Filhos de famílias que estão entre os 25% mais pobres do Brasil enfrentam uma barreira muito maior para chegar ao diploma universitário. Segundo o Atlas da Mobilidade Social, apenas 1,58% consegue concluir o ensino superior, enquanto a taxa chega a 37,77% entre os jovens das famílias mais ricas.
Origem familiar pesa no acesso ao diploma
Apesar da expansão do acesso ao ensino superior nas últimas décadas, os dados mostram que a condição econômica da família de origem continua sendo determinante para quem consegue concluir uma graduação no Brasil.
Entre os filhos dos 25% mais pobres da população, somente 1,58% chega ao fim de um curso superior. Na classe média, a probabilidade sobe para 4,17%. Já entre os jovens que pertencem ao quarto mais rico da população, a chance alcança 37,77%.
A diferença significa que os filhos das famílias mais ricas têm quase 24 vezes mais possibilidades de concluir o ensino superior do que aqueles que nasceram nos lares mais pobres.
Desigualdade começa antes da universidade
O levantamento também aponta que as diferenças educacionais surgem ainda durante a educação básica. Entre os filhos dos 25% mais pobres, 47,05% concluem o ensino médio.
Na classe média, o percentual chega a 59,54%. Entre os jovens das famílias mais ricas, a taxa alcança 90,73%, evidenciando como a desigualdade de origem interfere no percurso escolar muito antes da chegada ao ensino superior.
Para Fernando Veloso, diretor de pesquisa do Instituto Mobilidade e Desenvolvimento Social (IMDS), a baixa probabilidade de conclusão da universidade entre os mais pobres representa um obstáculo significativo para a mobilidade social.
Segundo o pesquisador, o diploma amplia o acesso a empregos com salários mais elevados e a melhores oportunidades de crescimento profissional, especialmente diante das transformações provocadas pelo avanço de novas tecnologias, como a inteligência artificial.

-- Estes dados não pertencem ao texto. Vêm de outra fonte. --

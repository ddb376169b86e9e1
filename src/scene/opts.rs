use crate::{
    foundation::core::{Affine, Canvas},
    render::{backend::BackendKind, cpu::CpuCanvasOpts},
    text::measure::MeasureOpts,
};

/// Options for a [`crate::scene::graph::SceneGraph`].
#[derive(Debug, Clone, Copy)]
pub struct SceneOpts {
    pub(crate) render_scale: f64,
    pub(crate) shape_backend: BackendKind,
    pub(crate) canvas: Canvas,
    pub(crate) clear_rgba: Option<[u8; 4]>,
    pub(crate) transform: Option<Affine>,
    pub(crate) measure: MeasureOpts,
}

impl Default for SceneOpts {
    fn default() -> Self {
        Self {
            render_scale: 1.0,
            shape_backend: BackendKind::Retained,
            canvas: Canvas {
                width: 512,
                height: 512,
            },
            clear_rgba: None,
            transform: None,
            measure: MeasureOpts::default(),
        }
    }
}

impl SceneOpts {
    /// Return options with a render scale applied to text surfaces.
    pub fn with_render_scale(mut self, render_scale: f64) -> Self {
        self.render_scale = render_scale;
        self
    }

    /// Return options selecting the backend every shape layer draws into.
    pub fn with_shape_backend(mut self, shape_backend: BackendKind) -> Self {
        self.shape_backend = shape_backend;
        self
    }

    /// Return options with the immediate canvas size.
    pub fn with_canvas(mut self, canvas: Canvas) -> Self {
        self.canvas = canvas;
        self
    }

    /// Return options with a configured clear color, straight RGBA8.
    pub fn with_clear_rgba(mut self, clear: Option<[u8; 4]>) -> Self {
        self.clear_rgba = clear;
        self
    }

    /// Return options with a transform applied to every immediate-mode path.
    pub fn with_transform(mut self, transform: Affine) -> Self {
        self.transform = Some(transform);
        self
    }

    /// Return options for the default text measurer.
    pub fn with_measure(mut self, measure: MeasureOpts) -> Self {
        self.measure = measure;
        self
    }

    /// Render scale.
    pub fn render_scale(&self) -> f64 {
        self.render_scale
    }

    /// Shape backend kind.
    pub fn shape_backend(&self) -> BackendKind {
        self.shape_backend
    }

    pub(crate) fn canvas_opts(&self) -> CpuCanvasOpts {
        let opts = CpuCanvasOpts::default().with_clear_rgba(self.clear_rgba);
        match self.transform {
            Some(t) => opts.with_transform(t),
            None => opts,
        }
    }
}

#[cfg(test)]
#[path = "../../tests/unit/scene/opts.rs"]
mod tests;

Educação aparece como fator de mobilidade
A nova versão do Atlas da Mobilidade Social, desenvolvida pelo IMDS em parceria com o Prospera Lab, passou a reunir também novos indicadores socioeconômicos dos municípios brasileiros, incluindo informações relacionadas à escolaridade.
Os pesquisadores apontam a educação como o principal fator associado à mobilidade social. O levantamento mostra ainda que nenhum município brasileiro supera 68,6% da população com o ensino fundamental completo ou mais de 54,7% com o ensino médio concluído.
No ensino superior, a proporção de moradores com diploma universitário não chega a 25% em nenhuma cidade do país, segundo os dados analisados pelo estudo.
Quem está entre os mais pobres
Para estabelecer os grupos sociais, o Atlas considera a posição das famílias na distribuição de renda. Entre os 25% mais pobres estavam os domicílios com renda mensal de até R$ 2.183,41.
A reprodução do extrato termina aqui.